Find the lines below in which the string "Mutex" occurs. Copy each one.
Start of Data to examine
//! Network client.
//!
//! [`HttpClient`] is the raw send primitive and is meant to be swapped:
//! a real HTTP stack in production, a loopback in tests. [`HttpRemote`]
//! builds record writes and token refreshes on top of it and classifies
//! each response into the engine's error taxonomy.

use crate::clock::Clock;
use crate::codec;
use crate::error::{SyncError, SyncResult};
use futures::future::BoxFuture;
use std::sync::Arc;
use std::time::Duration;
use tidesync_protocol::{
    classify_status, AuthSession, ErrorBody, OperationKind, OutboxEntry, RefreshRequest,
    RemoteSnapshot, StatusClass, TokenGrant, WriteAck, WriteRequest,
};

/// Header carrying the bearer token.
pub const AUTHORIZATION: &str = "Authorization";
/// Header carrying the idempotency key.
pub const IDEMPOTENCY_KEY: &str = "Idempotency-Key";
/// Header carrying the expected record version.
pub const IF_MATCH: &str = "If-Match";

/// Path of the token refresh endpoint.
pub const REFRESH_PATH: &str = "/auth/refresh";

/// HTTP method.
#[derive(Debug, Clone, Copy, PartialEq, Eq, Hash)]
pub enum Method {
    /// POST.
    Post,
    /// PUT.
    Put,
    /// DELETE.
    Delete,
}

impl Method {
    /// Returns the method used for an operation kind.
    pub fn for_operation(kind: OperationKind) -> Self {
        match kind {
            OperationKind::Create => Method::Post,
            OperationKind::Update => Method::Put,
            OperationKind::Delete => Method::Delete,
        }
    }
}

/// An outgoing request.
#[derive(Debug, Clone, PartialEq, Eq)]
pub struct HttpRequest {
    /// Method.
    pub method: Method,
    /// Path, starting with `/`.
    pub path: String,
    /// Headers as name/value pairs.
    pub headers: Vec<(String, String)>,
    /// CBOR body.
    pub body: Vec<u8>,
}

impl HttpRequest {
    /// Creates a request without headers.
    pub fn new(method: Method, path: impl Into<String>, body: Vec<u8>) -> Self {
        Self {
            method,
            path: path.into(),
            headers: Vec::new(),
            body,
        }
    }

    /// Adds a header.
    pub fn with_header(mut self, name: &str, value: impl Into<String>) -> Self {
        self.headers.push((name.to_string(), value.into()));
        self
    }

    /// Returns the first value of a header, matched case-insensitively.
    pub fn header(&self, name: &str) -> Option<&str> {
        self.headers
            .iter()
            .find(|(n, _)| n.eq_ignore_ascii_case(name))
            .map(|(_, v)| v.as_str())
    }

    /// Returns the bearer token, if any.
    pub fn bearer_token(&self) -> Option<&str> {
        self.header(AUTHORIZATION)?.strip_prefix("Bearer ")
    }
}

/// A response.
#[derive(Debug, Clone, PartialEq, Eq)]
pub struct HttpResponse {
    /// Status code.
    pub status: u16,
    /// CBOR body.
    pub body: Vec<u8>,
}

impl HttpResponse {
    /// Creates a response.
    pub fn new(status: u16, body: Vec<u8>) -> Self {
        Self { status, body }
    }
}

/// HTTP client abstraction.
///
/// Implementations return `Err(SyncError::NetworkUnavailable)` when the
/// server cannot be reached and `Ok` for every response, whatever its status.
pub trait HttpClient: Send + Sync {
    /// Performs one request.
    fn execute(&self, request: HttpRequest) -> BoxFuture<'_, SyncResult<HttpResponse>>;
}

impl<C: HttpClient + ?Sized> HttpClient for Arc<C> {
    fn execute(&self, request: HttpRequest) -> BoxFuture<'_, SyncResult<HttpResponse>> {
        (**self).execute(request)
    }
}

/// The remote operations the sync engine depends on.
pub trait RemoteDataSource: Send + Sync {
    /// Sends one outbox entry.
    ///
    /// Errors follow the engine taxonomy: `AuthExpired` for a refused token,
    /// `VersionConflict` with the remote state, `Rejected` for a terminal
    /// refusal and a retryable error for everything transient.
    fn push<'a>(
        &'a self,
        access_token: &'a str,
        entry: &'a OutboxEntry,
    ) -> BoxFuture<'a, SyncResult<WriteAck>>;

    /// Exchanges a refresh token for a new session.
    ///
    /// Fails with `SessionExpired` if the refresh token itself is dead.
    fn refresh<'a>(&'a self, refresh_token: &'a str) -> BoxFuture<'a, SyncResult<AuthSession>>;
}

/// Returns the path of a record.
pub fn record_path(id: &tidesync_protocol::RecordId) -> String {
    format!("/records/{}", id)
}

/// Remote data source over an [`HttpClient`].
pub struct HttpRemote<C: HttpClient> {
    client: C,
    clock: Arc<dyn Clock>,
    timeout: Duration,
}

impl<C: HttpClient> HttpRemote<C> {
    /// Creates a remote with a 30 s request timeout.
    pub fn new(client: C, clock: Arc<dyn Clock>) -> Self {
        Self {
            client,
            clock,
            timeout: Duration::from_secs(30),
        }
    }

    /// Sets the request timeout.
    pub fn with_timeout(mut self, timeout: Duration) -> Self {
        self.timeout = timeout;
        self
    }

    /// Returns the client.
    pub fn client(&self) -> &C {
        &self.client
    }

    async fn send(&self, request: HttpRequest) -> SyncResult<HttpResponse> {
        match tokio::time::timeout(self.timeout, self.client.execute(request)).await {
            Ok(result) => result,
            Err(_) => Err(SyncError::transient(
                None,
                format!("request timed out after {:?}", self.timeout),
            )),
        }
    }

    async fn push_entry(&self, access_token: &str, entry: &OutboxEntry) -> SyncResult<WriteAck> {
        let body = WriteRequest {
            record_id: entry.record_id.clone(),
            operation_kind: entry.operation_kind,
            payload: match entry.operation_kind {
                OperationKind::Delete => None,
                _ => Some(entry.payload_snapshot.clone()),
            },
            expected_version: entry.base_version,
            client_updated_at: entry.created_at,
        };
        let body = codec::encode(body, entry.payload_snapshot.len()).await?;

        let mut request = HttpRequest::new(
            Method::for_operation(entry.operation_kind),
            record_path(&entry.record_id),
            body,
        )
        .with_header(AUTHORIZATION, format!("Bearer {}", access_token))
        .with_header(IDEMPOTENCY_KEY, entry.idempotency_key.to_string());
        if entry.operation_kind != OperationKind::Create {
            request = request.with_header(IF_MATCH, entry.base_version.to_string());
        }

        let response = self.send(request).await?;
        match classify_status(response.status) {
            StatusClass::Success => codec::decode::<WriteAck>(response.body).await,
            StatusClass::AuthExpired => Err(SyncError::AuthExpired),
            StatusClass::Conflict => {
                let remote = codec::decode::<RemoteSnapshot>(response.body).await?;
                Err(SyncError::VersionConflict(remote))
            }
            StatusClass::Rejected => Err(SyncError::Rejected {
                status: response.status,
                message: error_message(&response.body),
            }),
            StatusClass::Retryable => Err(SyncError::transient(
                Some(response.status),
                error_message(&response.body),
            )),
        }
    }

    async fn refresh_session(&self, refresh_token: &str) -> SyncResult<AuthSession> {
        let body = codec::encode(
            RefreshRequest {
                refresh_token: refresh_token.to_string(),
            },
            0,
        )
        .await?;
        let response = self
            .send(HttpRequest::new(Method::Post, REFRESH_PATH, body))
            .await?;

        match response.status {
            200..=299 => {
                let grant = codec::decode::<TokenGrant>(response.body).await?;
                Ok(grant.into_session(self.clock.now()))
            }
            400 | 401 => Err(SyncError::SessionExpired),
            status => Err(SyncError::transient(
                Some(status),
                error_message(&response.body),
            )),
        }
    }
}

impl<C: HttpClient> RemoteDataSource for HttpRemote<C> {
    fn push<'a>(
        &'a self,
        access_token: &'a str,
        entry: &'a OutboxEntry,
    ) -> BoxFuture<'a, SyncResult<WriteAck>> {
        Box::pin(self.push_entry(access_token, entry))
    }

    fn refresh<'a>(&'a self, refresh_token: &'a str) -> BoxFuture<'a, SyncResult<AuthSession>> {
        Box::pin(self.refresh_session(refresh_token))
    }
}

/// Extracts a readable message from an error body.
fn error_message(body: &[u8]) -> String {
    match tidesync_protocol::from_cbor::<ErrorBody>(body) {
        Ok(err) => err.message,
        Err(_) if body.is_empty() => "no response body".to_string(),
        Err(_) => String::from_utf8_lossy(body).into_owned(),
    }
}

#[cfg(test)]
mod tests {
    use super::*;
    use crate::clock::ManualClock;
    use parking_lot::Mutex;
    use tidesync_protocol::{to_cbor, RecordId, Timestamp};

    /// Answers every request with a fixed response and keeps the requests.
    struct FixedClient {
        response: Mutex<Option<SyncResult<HttpResponse>>>,
        seen: Mutex<Vec<HttpRequest>>,
    }

    impl FixedClient {
        fn answering(status: u16, body: Vec<u8>) -> Self {
            Self {
                response: Mutex::new(Some(Ok(HttpResponse::new(status, body)))),
                seen: Mutex::new(Vec::new()),
            }
        }
    }

    impl HttpClient for FixedClient {
        fn execute(&self, request: HttpRequest) -> BoxFuture<'_, SyncResult<HttpResponse>> {
            self.seen.lock().push(request);
            let response = self
                .response
                .lock()
                .take()
                .unwrap_or_else(|| Err(SyncError::NetworkUnavailable("no response".into())));
            Box::pin(async move { response })
        }
    }

    struct Silent;

    impl HttpClient for Silent {
        fn execute(&self, _request: HttpRequest) -> BoxFuture<'_, SyncResult<HttpResponse>> {
            Box::pin(futures::future::pending())
        }
    }

    fn remote<C: HttpClient>(client: C) -> HttpRemote<C> {
        HttpRemote::new(client, Arc::new(ManualClock::new(Timestamp::from_millis(1_000))))
    }

    fn update_entry() -> OutboxEntry {
        OutboxEntry::new(
            RecordId::from("r1"),
            OperationKind::Update,
            vec![1, 2],
            Timestamp::from_millis(5),
            7,
        )
    }

    #[tokio::test]
    async fn success_builds_request_and_decodes_ack() {
        let ack = WriteAck {
            version: 8,
            updated_at: Timestamp::from_millis(900),
        };
        let remote = remote(FixedClient::answering(200, to_cbor(&ack).unwrap()));
        let entry = update_entry();

        assert_eq!(remote.push("tok", &entry).await.unwrap(), ack);

        let seen = remote.client().seen.lock();
        let request = &seen[0];
        assert_eq!(request.method, Method::Put);
        assert_eq!(request.path, "/records/r1");
        assert_eq!(request.bearer_token(), Some("tok"));
        assert_eq!(request.header("if-match"), Some("7"));
        assert_eq!(
            request.header(IDEMPOTENCY_KEY),
            Some(entry.idempotency_key.to_string().as_str())
        );
        let body: WriteRequest = tidesync_protocol::from_cbor(&request.body).unwrap();
        assert_eq!(body.payload, Some(vec![1, 2]));
        assert_eq!(body.expected_version, 7);
    }

    #[tokio::test]
    async fn status_classification() {
        let entry = update_entry();

        let err = remote(FixedClient::answering(401, vec![]))
            .push("t", &entry)
            .await
            .unwrap_err();
        assert!(matches!(err, SyncError::AuthExpired));

        let body = to_cbor(&ErrorBody {
            message: "title too long".into(),
        })
        .unwrap();
        let err = remote(FixedClient::answering(422, body))
            .push("t", &entry)
            .await
            .unwrap_err();
        assert!(matches!(err, SyncError::Rejected { status: 422, ref message } if message == "title too long"));

        for status in [500, 503, 408, 429] {
            let err = remote(FixedClient::answering(status, vec![]))
                .push("t", &entry)
                .await
                .unwrap_err();
            assert!(err.is_retryable(), "status {} should be retryable", status);
        }
    }

    #[tokio::test]
    async fn conflict_carries_remote_snapshot() {
        let snapshot = RemoteSnapshot {
            payload: Some(vec![9]),
            version: 12,
            updated_at: Timestamp::from_millis(70),
        };
        let err = remote(FixedClient::answering(409, to_cbor(&snapshot).unwrap()))
            .push("t", &update_entry())
            .await
            .unwrap_err();
        assert!(matches!(err, SyncError::VersionConflict(ref s) if *s == snapshot));

        let err = remote(FixedClient::answering(409, b"not cbor".to_vec()))
            .push("t", &update_entry())
            .await
            .unwrap_err();
        assert!(matches!(err, SyncError::Serialization(_)));
    }

    #[tokio::test(start_paused = true)]
    async fn timeout_is_transient() {
        let remote = remote(Silent).with_timeout(Duration::from_secs(2));
        let err = remote.push("t", &update_entry()).await.unwrap_err();
        assert!(matches!(err, SyncError::ServerTransient { status: None, .. }));
    }

    #[tokio::test]
    async fn refresh_outcomes() {
        let grant = TokenGrant {
            access_token: "a2".into(),
            refresh_token: "r2".into(),
            expires_in_ms: 60_000,
        };
        let remote_ok = remote(FixedClient::answering(200, to_cbor(&grant).unwrap()));
        let session = remote_ok.refresh("r1").await.unwrap();
        assert_eq!(session.access_token, "a2");
        assert_eq!(session.expires_at, Timestamp::from_millis(61_000));
        assert_eq!(remote_ok.client().seen.lock()[0].path, REFRESH_PATH);

        let err = remote(FixedClient::answering(401, vec![]))
            .refresh("r1")
            .await
            .unwrap_err();
        assert!(matches!(err, SyncError::SessionExpired));

        let err = remote(FixedClient::answering(502, vec![]))
            .refresh("r1")
            .await
            .unwrap_err();
        assert!(err.is_retryable());
    }

    #[tokio::test]
    async fn create_has_no_precondition_and_delete_no_payload() {
        let ack = to_cbor(&WriteAck {
            version: 1,
            updated_at: Timestamp::ZERO,
        })
        .unwrap();

        let create = OutboxEntry::new(
            RecordId::from("n"),
            OperationKind::Create,
            vec![1],
            Timestamp::ZERO,
            0,
        );
        let r = remote(FixedClient::answering(201, ack.clone()));
        r.push("t", &create).await.unwrap();
        assert_eq!(r.client().seen.lock()[0].header(IF_MATCH), None);
        assert_eq!(r.client().seen.lock()[0].method, Method::Post);

        let delete = OutboxEntry::new(
            RecordId::from("n"),
            OperationKind::Delete,
            vec![1],
            Timestamp::ZERO,
            3,
        );
        let r = remote(FixedClient::answering(200, ack));
        r.push("t", &delete).await.unwrap();
        let body: WriteRequest = tidesync_protocol::from_cbor(&r.client().seen.lock()[0].body).unwrap();
        assert_eq!(body.payload, None);
    }
}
End of Data to examine
Written reply
    use parking_lot::Mutex;
        response: Mutex<Option<SyncResult<HttpResponse>>>,
        seen: Mutex<Vec<HttpRequest>>,
                response: Mutex::new(Some(Ok(HttpResponse::new(status, body)))),
                seen: Mutex::new(Vec::new()),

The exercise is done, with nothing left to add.